DATA SUPPLIED section start

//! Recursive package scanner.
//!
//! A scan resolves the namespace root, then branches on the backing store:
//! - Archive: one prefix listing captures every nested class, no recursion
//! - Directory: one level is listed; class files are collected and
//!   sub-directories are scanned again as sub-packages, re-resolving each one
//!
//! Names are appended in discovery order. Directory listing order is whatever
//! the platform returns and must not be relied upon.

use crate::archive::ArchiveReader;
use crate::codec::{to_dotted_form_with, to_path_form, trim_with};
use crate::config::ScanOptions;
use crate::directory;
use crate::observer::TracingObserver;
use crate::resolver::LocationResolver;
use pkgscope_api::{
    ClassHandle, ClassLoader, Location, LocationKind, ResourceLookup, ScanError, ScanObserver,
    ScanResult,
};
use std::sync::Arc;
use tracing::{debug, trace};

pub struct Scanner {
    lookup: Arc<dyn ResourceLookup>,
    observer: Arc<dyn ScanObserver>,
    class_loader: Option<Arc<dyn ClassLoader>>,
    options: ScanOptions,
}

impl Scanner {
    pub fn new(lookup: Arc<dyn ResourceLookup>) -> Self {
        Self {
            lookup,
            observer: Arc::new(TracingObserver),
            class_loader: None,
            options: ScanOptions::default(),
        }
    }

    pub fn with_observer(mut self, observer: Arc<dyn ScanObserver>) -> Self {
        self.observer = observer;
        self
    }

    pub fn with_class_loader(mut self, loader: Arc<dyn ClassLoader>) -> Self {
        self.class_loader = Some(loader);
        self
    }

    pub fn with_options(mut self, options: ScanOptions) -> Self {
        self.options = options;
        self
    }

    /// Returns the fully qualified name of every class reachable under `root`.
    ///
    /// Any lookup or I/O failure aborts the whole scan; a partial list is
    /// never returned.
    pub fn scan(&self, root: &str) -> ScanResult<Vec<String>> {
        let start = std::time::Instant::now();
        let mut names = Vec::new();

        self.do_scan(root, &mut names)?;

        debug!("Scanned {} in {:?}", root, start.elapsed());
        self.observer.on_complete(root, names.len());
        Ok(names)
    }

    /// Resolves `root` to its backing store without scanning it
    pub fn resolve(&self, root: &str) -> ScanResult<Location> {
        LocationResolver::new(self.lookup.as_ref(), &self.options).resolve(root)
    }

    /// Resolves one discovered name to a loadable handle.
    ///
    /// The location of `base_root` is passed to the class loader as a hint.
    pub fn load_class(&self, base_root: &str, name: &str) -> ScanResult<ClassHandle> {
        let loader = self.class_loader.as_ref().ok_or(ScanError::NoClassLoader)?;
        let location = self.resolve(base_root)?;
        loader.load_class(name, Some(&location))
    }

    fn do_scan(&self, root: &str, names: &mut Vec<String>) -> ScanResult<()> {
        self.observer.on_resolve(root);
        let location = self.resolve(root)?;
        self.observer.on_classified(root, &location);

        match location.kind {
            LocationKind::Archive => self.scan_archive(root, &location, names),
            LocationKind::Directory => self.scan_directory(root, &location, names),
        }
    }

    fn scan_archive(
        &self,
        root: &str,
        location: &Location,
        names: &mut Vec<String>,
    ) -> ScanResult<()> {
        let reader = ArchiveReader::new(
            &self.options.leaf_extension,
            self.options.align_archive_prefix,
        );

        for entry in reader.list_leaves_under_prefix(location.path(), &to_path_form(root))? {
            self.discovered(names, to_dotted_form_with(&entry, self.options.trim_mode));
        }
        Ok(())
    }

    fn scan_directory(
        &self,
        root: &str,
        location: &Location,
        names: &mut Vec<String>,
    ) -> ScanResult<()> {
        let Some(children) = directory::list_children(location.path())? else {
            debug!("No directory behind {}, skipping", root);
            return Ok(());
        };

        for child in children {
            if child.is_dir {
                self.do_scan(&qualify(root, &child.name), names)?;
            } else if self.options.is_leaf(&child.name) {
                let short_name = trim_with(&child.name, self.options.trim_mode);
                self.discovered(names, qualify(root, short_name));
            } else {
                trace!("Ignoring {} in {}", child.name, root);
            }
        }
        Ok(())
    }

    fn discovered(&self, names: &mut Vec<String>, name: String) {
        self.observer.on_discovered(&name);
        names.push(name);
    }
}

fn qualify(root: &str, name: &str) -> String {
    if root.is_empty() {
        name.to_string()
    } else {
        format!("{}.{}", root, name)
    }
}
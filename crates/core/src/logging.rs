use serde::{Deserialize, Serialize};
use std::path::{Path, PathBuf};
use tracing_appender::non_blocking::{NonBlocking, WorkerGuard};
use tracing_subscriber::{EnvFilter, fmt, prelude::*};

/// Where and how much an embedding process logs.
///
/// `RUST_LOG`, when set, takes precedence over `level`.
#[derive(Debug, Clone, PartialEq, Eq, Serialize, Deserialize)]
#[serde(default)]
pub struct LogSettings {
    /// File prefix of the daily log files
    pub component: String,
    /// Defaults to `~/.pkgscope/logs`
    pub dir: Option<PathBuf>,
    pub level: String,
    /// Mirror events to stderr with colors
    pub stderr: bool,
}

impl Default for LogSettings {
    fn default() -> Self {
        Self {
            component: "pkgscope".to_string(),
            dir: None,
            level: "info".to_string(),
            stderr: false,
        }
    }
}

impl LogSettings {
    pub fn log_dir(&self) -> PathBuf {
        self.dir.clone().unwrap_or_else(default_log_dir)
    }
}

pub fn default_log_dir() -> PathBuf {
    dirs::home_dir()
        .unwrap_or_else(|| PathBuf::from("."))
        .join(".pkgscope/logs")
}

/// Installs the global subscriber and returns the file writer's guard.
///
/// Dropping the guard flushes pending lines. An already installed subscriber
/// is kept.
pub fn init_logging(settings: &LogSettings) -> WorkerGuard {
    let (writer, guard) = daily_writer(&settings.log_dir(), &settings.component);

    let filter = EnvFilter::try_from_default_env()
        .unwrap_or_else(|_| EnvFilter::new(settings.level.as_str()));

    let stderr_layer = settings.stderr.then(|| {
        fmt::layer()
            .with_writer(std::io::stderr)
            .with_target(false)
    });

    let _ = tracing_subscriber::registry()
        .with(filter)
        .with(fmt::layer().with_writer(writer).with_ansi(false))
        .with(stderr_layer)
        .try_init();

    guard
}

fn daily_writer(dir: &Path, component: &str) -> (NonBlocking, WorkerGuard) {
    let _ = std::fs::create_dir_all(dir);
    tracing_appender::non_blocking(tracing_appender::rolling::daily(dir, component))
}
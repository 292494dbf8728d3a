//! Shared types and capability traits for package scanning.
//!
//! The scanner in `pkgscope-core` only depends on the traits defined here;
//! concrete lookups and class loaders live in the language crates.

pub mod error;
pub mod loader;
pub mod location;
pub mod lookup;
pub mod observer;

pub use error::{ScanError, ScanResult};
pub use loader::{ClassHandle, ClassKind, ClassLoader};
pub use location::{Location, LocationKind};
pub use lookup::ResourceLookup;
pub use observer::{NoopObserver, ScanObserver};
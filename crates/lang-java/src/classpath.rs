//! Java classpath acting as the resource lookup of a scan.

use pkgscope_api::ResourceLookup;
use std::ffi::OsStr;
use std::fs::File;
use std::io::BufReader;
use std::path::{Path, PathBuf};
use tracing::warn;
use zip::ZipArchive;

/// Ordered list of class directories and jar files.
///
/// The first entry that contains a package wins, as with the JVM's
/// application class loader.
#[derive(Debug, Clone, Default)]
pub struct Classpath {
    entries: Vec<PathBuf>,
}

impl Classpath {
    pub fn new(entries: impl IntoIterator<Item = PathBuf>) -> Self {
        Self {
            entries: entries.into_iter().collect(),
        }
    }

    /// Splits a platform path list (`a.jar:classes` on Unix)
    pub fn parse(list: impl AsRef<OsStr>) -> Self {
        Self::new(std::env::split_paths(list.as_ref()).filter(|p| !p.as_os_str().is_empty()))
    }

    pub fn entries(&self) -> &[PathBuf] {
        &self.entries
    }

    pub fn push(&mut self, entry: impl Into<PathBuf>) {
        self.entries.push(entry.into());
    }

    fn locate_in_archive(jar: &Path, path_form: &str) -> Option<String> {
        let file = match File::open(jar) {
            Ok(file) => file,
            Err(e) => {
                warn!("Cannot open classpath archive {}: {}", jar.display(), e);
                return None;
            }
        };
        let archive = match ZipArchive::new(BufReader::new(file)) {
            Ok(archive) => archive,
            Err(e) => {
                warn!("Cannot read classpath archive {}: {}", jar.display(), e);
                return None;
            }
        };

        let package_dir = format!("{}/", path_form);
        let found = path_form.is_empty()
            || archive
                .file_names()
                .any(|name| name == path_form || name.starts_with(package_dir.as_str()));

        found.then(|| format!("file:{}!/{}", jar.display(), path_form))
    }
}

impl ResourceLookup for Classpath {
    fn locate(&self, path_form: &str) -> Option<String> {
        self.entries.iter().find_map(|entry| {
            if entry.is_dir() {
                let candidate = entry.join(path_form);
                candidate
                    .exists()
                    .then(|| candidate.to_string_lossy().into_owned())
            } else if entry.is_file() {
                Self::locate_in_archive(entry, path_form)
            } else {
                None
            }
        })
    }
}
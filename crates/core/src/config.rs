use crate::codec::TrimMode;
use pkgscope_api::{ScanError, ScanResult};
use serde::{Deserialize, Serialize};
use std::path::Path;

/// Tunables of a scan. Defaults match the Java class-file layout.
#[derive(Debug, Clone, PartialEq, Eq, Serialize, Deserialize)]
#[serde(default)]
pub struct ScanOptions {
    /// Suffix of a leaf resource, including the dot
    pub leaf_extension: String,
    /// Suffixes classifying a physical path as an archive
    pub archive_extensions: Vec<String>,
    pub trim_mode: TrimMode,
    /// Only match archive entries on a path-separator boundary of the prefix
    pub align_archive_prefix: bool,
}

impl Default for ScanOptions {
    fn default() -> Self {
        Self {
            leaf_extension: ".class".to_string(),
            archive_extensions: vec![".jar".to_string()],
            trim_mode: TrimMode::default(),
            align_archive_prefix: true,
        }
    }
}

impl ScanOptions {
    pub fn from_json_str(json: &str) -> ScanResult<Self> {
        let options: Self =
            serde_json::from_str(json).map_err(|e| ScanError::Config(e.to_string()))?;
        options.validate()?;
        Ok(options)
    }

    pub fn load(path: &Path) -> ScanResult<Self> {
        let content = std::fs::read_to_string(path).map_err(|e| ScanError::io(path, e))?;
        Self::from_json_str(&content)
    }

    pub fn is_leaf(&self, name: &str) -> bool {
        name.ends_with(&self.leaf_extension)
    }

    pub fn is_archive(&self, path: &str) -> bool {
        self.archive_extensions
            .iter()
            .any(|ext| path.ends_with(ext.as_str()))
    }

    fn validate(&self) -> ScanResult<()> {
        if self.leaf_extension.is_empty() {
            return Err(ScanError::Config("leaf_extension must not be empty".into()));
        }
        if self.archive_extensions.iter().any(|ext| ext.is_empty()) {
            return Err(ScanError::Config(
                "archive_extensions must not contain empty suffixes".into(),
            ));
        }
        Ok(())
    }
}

DATA SUPPLIED section end

- **TASK GOAL**
Copy each line of the material where "entry" is found.

- **OUTPUT OF THE TASK**
        for entry in reader.list_leaves_under_prefix(location.path(), &to_path_form(root))? {
            self.discovered(names, to_dotted_form_with(&entry, self.options.trim_mode));
/// The first entry that contains a package wins, as with the JVM's
    pub fn push(&mut self, entry: impl Into<PathBuf>) {
        self.entries.push(entry.into());
        self.entries.iter().find_map(|entry| {
            if entry.is_dir() {
                let candidate = entry.join(path_form);
            } else if entry.is_file() {
                Self::locate_in_archive(entry, path_form)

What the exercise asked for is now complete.